In an exclusive interview with Bombay Times, Chopra claimed to be “a small town girl with dreams bigger than (she) was supposed to have.” Last time we checked, Chopra comes from a family background which is more privileged than your average Indian girl, so to undersell the opportunities that she had at a young age is not entirely justified. Let us do a quick recap of who Priyanka Chopra really is and where she comes from.
Both of Chopra’s parents were physicians in the military which means that they had access to education and careers which a lot of Indians do not have. If her mother was not already breaking stereotypes, their military jobs also meant the family was constantly on the move so Chopra was exposed to India outside of Jamshedpur (the small town) at an early age.
Priyanka Chopra not only belonged to a well educated family in India but for her own education, Chopra went to the U.S at the age of 13 to study. Now, how many small town Indian girls have the opportunity to study in Boston, let alone at such a young age?

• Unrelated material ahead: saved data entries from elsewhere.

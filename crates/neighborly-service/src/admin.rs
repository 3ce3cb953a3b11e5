//! Administrator dashboard and audit log.

use serde::Serialize;

use neighborly_db::model::allowed_email::AllowedEmail;
use neighborly_db::model::audit::AuditLogEntry;
use neighborly_db::model::event::CalendarEvent;
use neighborly_db::model::residence::{DirectoryFilter, Residence};
use neighborly_db::model::user::User;
use neighborly_db::store::prelude::*;

use crate::auth::{Action, Resource, Subjects};
use crate::context::ServiceContext;
use crate::error::ServiceResult;

const ADMIN_REQUIRED: &str = "Admin access required";
const RECENT_LIMIT: usize = 5;
pub const DEFAULT_AUDIT_LIMIT: i64 = 50;
const MAX_AUDIT_LIMIT: i64 = 500;

#[derive(Debug, Clone, Copy, Default, PartialEq, Eq, Serialize)]
pub struct DashboardCounts {
    pub residences: i64,
    pub claimed_residences: i64,
    pub users: i64,
    pub events: i64,
    pub clubs: i64,
    pub giveaways: i64,
    pub help_requests: i64,
}

#[derive(Debug, Clone, PartialEq, Serialize)]
pub struct Dashboard {
    pub counts: DashboardCounts,
    /// Most recently created first.
    pub recent_events: Vec<CalendarEvent>,
    /// Most recently created first.
    pub recent_residences: Vec<Residence>,
    pub allowed_emails: Vec<AllowedEmail>,
}

fn newest<T>(mut rows: Vec<T>, created_at: impl Fn(&T) -> chrono::DateTime<chrono::Utc>) -> Vec<T> {
    rows.sort_by_key(|row| std::cmp::Reverse(created_at(row)));
    rows.truncate(RECENT_LIMIT);
    rows
}

/// ## Summary
/// Gathers site totals and the latest activity for the admin page.
///
/// ## Errors
/// `AuthorizationError` for non-administrators.
#[tracing::instrument(skip(ctx, caller), fields(caller = %caller.id))]
pub async fn dashboard(ctx: &ServiceContext, caller: &User) -> ServiceResult<Dashboard> {
    ctx.authorizer().require(
        &Subjects::for_user(caller),
        Resource::Dashboard,
        Action::Read,
        ADMIN_REQUIRED,
    )?;

    let store = ctx.store();
    let directory = DirectoryFilter::default();
    let (residences, users, events, clubs, giveaways, help_requests) = futures::try_join!(
        store.count_residences(),
        store.count_users(),
        store.count_events(),
        store.count_clubs(),
        store.count_giveaways(),
        store.count_help_requests(),
    )?;
    let (all_events, all_residences, allowed_emails) = futures::try_join!(
        store.list_events(None),
        store.list_residences(&directory),
        store.list_allowed_emails(),
    )?;

    Ok(Dashboard {
        counts: DashboardCounts {
            residences: residences.total,
            claimed_residences: residences.claimed,
            users,
            events,
            clubs,
            giveaways,
            help_requests,
        },
        recent_events: newest(all_events, |e| e.created_at),
        recent_residences: newest(all_residences, |r| r.created_at),
        allowed_emails,
    })
}

/// Latest audit entries, newest first. `limit` is clamped to 1..=500.
///
/// ## Errors
/// `AuthorizationError` for non-administrators.
#[tracing::instrument(skip(ctx, caller), fields(caller = %caller.id))]
pub async fn recent_audit_log(
    ctx: &ServiceContext,
    caller: &User,
    limit: Option<i64>,
) -> ServiceResult<Vec<AuditLogEntry>> {
    ctx.authorizer().require(
        &Subjects::for_user(caller),
        Resource::AuditLog,
        Action::Read,
        ADMIN_REQUIRED,
    )?;

    let limit = limit
        .unwrap_or(DEFAULT_AUDIT_LIMIT)
        .clamp(1, MAX_AUDIT_LIMIT);
    Ok(ctx.store().recent_audit(limit).await?)
}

Chopra’s parents were not only supportive of her receiving education from well reputed institutions but her mother also encouraged her to participate in the Miss India pageant which she won at the age of 18. In the interview with Bombay Times, Chopra also confessed “I am lucky to have had a family that encouraged me to push the boundaries and defy the stereotypes that existed.” So then who exactly was stopping her from dreaming big?
The same year, Chopra was also crowned Miss World 2000. These might not be ‘dreams’ for a girl, but it is still a pretty big deal. The world recognizes you before you can even appear for your board exams. How is that anything but big?
In an interview with Glamour a few years ago, Chopra also acknowledged the support that she received from her father and how not everyone receives the same kind of support. “My father always told me, ‘You should not want to fit into someone else’s glass slipper. You should shatter the glass ceiling.’ He instilled confidence in me, and that doesn’t happen for so many kids,” said the actor. So Chopra does recognize her privilege and how she was luckier than other kids in India who might not have the same accessibility or support as she did.
Everyone should be proud of whatever they achieve in life and everyone struggles in their own way to get to a certain point. Chopra’s life is in no way struggle-free but to undersell one’s privilege and social background is not the smartest move. So is she done venting now? Because she’s embarrassing herself.